Writing Performant Spreadsheets

Spreadsheets are computer programs. Consequently, they are subject to the same computational limitations as other computer languages. Programmers in different computer languages, like Java, Python, and JavaScript, need to understand how fast their programs will run against large amounts of data. The same considerations hold for spreadsheet programmers.

A spreadsheet's performance depends on the amount of time each worksheet takes to complete. In turn, each worksheet's performance depends on the amount of time each cell takes to complete.

We have designed this section to help Pebblers create spreadsheets that can run against arbitrarily large input and still complete in the fastest possible time.

To understand whether or not your spreadsheet will execute quickly, Pebblers must first understand the different categories of cell-level operations in spreadsheet computing. Each of these different categories of operations has different performance profiles. Some categories perform better than others.

Pebblers should reference the following list of the different categories of cell level operations in order of fastest to slowest.

📘
Relative Speed varies depending on the speed of your CPU and the amount of data being processed
The provided relative times are for worksheets that contain a thousands of rows of data. An individual Pebblers' experience may vary. Don't focus too much on the timings. Consider the relative performance of each category of cell or range operation to better understand performance impact.
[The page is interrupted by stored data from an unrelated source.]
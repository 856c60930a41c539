//! Lookups against a hosts(5) file.

use crate::address::Family;
use crate::reply::Hostent;

use std::io;
use std::net::IpAddr;
use std::path::Path;
use tracing::{event, Level};

pub const DEFAULT_HOSTS_PATH: &str = "/etc/hosts";

#[derive(Clone, Debug, PartialEq, Eq)]
struct Entry {
    address: IpAddr,
    canonical: String,
    aliases: Vec<String>,
}

impl Entry {
    fn matches(&self, name: &str) -> bool {
        self.canonical.eq_ignore_ascii_case(name)
            || self.aliases.iter().any(|alias| alias.eq_ignore_ascii_case(name))
    }
}

/// The parsed contents of a hosts file.
#[derive(Clone, Debug, Default, PartialEq, Eq)]
pub struct Hosts {
    entries: Vec<Entry>,
}

impl Hosts {
    /// Parses hosts-file text, skipping malformed lines.
    pub fn parse(text: &str) -> Self {
        let mut entries = vec![];
        for line in text.lines() {
            let line = line.split('#').next().unwrap_or_default().trim();
            let mut tokens = line.split_whitespace();
            let (Some(address), Some(canonical)) = (tokens.next(), tokens.next()) else {
                continue;
            };
            let address = match address.parse::<IpAddr>() {
                Ok(address) => address,
                Err(_) => {
                    event!(Level::WARN, address, "skipping hosts entry with bad address");
                    continue;
                }
            };
            entries.push(Entry {
                address,
                canonical: canonical.to_string(),
                aliases: tokens.map(str::to_string).collect(),
            });
        }
        Self { entries }
    }

    pub fn load(path: &Path) -> io::Result<Self> {
        Ok(Self::parse(&std::fs::read_to_string(path)?))
    }

    /// Finds every address of `family` for `name`.
    ///
    /// For [Family::Unspec], IPv4 addresses are preferred; IPv6 ones are
    /// returned only if there are none.
    pub fn by_name(&self, name: &str, family: Family) -> Option<Hostent> {
        let name = name.strip_suffix('.').unwrap_or(name);
        match family {
            Family::Unspec => self
                .by_name(name, Family::Inet)
                .or_else(|| self.by_name(name, Family::Inet6)),
            family => {
                let of_family = |entry: &&Entry| Family::of(&entry.address) == family;
                let first = self
                    .entries
                    .iter()
                    .filter(of_family)
                    .find(|entry| entry.matches(name))?;

                // Every line for the same canonical host contributes.
                let mut hostent = Hostent {
                    name: first.canonical.clone(),
                    aliases: vec![],
                    addresses: vec![],
                };
                for entry in self.entries.iter().filter(of_family) {
                    if !entry.canonical.eq_ignore_ascii_case(&first.canonical) {
                        continue;
                    }
                    if !hostent.addresses.contains(&entry.address) {
                        hostent.addresses.push(entry.address);
                    }
                    for alias in &entry.aliases {
                        if !hostent.aliases.contains(alias) {
                            hostent.aliases.push(alias.clone());
                        }
                    }
                }
                Some(hostent)
            }
        }
    }

    /// Finds the first entry for `address`.
    pub fn by_addr(&self, address: IpAddr) -> Option<Hostent> {
        self.entries
            .iter()
            .find(|entry| entry.address == address)
            .map(|entry| Hostent {
                name: entry.canonical.clone(),
                aliases: entry.aliases.clone(),
                addresses: vec![address],
            })
    }
}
Cell Level Operation	Example	Relative Speed	Scalable?	Big O Notation
Arithmetic Calculation in a single cell	43 + 17 * 3	Less than a millisecond	Yes	Constant time O(1)
String Operation in a single cell	MID, TEXT, LEFT, RIGHT, LEN	Less than a millisecond	Yes	Linear time O(n) where n is the length of the string. String operations on long strings may take longer than on short strings.
Cell Reference	A1, BA$54, $M$1024	milliseconds	Yes	Constant time O(1)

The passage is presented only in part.